Collected data entries:

-*-

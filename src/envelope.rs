use serde::de::{self, Deserializer};
use serde::ser::{SerializeStruct, Serializer};
use serde::{Deserialize, Serialize};

use crate::error::AppError;

/// Uniform result of every handler operation.
///
/// Serializes as `{ "success": true, "data": ... }` or
/// `{ "success": false, "error": "..." }`.
#[derive(Debug, Clone, PartialEq)]
pub enum MessageResponse<T> {
    Success(T),
    Failure(String),
}

impl<T> MessageResponse<T> {
    pub fn is_success(&self) -> bool {
        matches!(self, MessageResponse::Success(_))
    }

    pub fn data(&self) -> Option<&T> {
        match self {
            MessageResponse::Success(data) => Some(data),
            MessageResponse::Failure(_) => None,
        }
    }

    pub fn error(&self) -> Option<&str> {
        match self {
            MessageResponse::Success(_) => None,
            MessageResponse::Failure(msg) => Some(msg),
        }
    }

    pub fn into_result(self) -> Result<T, String> {
        match self {
            MessageResponse::Success(data) => Ok(data),
            MessageResponse::Failure(msg) => Err(msg),
        }
    }
}

impl<T> From<Result<T, AppError>> for MessageResponse<T> {
    fn from(result: Result<T, AppError>) -> Self {
        match result {
            Ok(data) => MessageResponse::Success(data),
            Err(err) => MessageResponse::Failure(err.into_message()),
        }
    }
}

impl<T: Serialize> Serialize for MessageResponse<T> {
    fn serialize<S: Serializer>(&self, serializer: S) -> Result<S::Ok, S::Error> {
        let mut state = serializer.serialize_struct("MessageResponse", 2)?;
        match self {
            MessageResponse::Success(data) => {
                state.serialize_field("success", &true)?;
                state.serialize_field("data", data)?;
            }
            MessageResponse::Failure(msg) => {
                state.serialize_field("success", &false)?;
                state.serialize_field("error", msg)?;
            }
        }
        state.end()
    }
}

impl<'de, T: Deserialize<'de>> Deserialize<'de> for MessageResponse<T> {
    fn deserialize<D: Deserializer<'de>>(deserializer: D) -> Result<Self, D::Error> {
        #[derive(Deserialize)]
        struct RawEnvelope<T> {
            success: bool,
            data: Option<T>,
            error: Option<String>,
        }

        let raw = RawEnvelope::<T>::deserialize(deserializer)?;
        match (raw.success, raw.data, raw.error) {
            (true, Some(data), _) => Ok(MessageResponse::Success(data)),
            (true, None, _) => Err(de::Error::missing_field("data")),
            (false, _, Some(msg)) => Ok(MessageResponse::Failure(msg)),
            (false, _, None) => Err(de::Error::missing_field("error")),
        }
    }
}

-*-

With "AppError" as the string to match, show every line of the entries above that has it.

WRITTEN SOLUTION →
use crate::error::AppError;
impl<T> From<Result<T, AppError>> for MessageResponse<T> {
    fn from(result: Result<T, AppError>) -> Self {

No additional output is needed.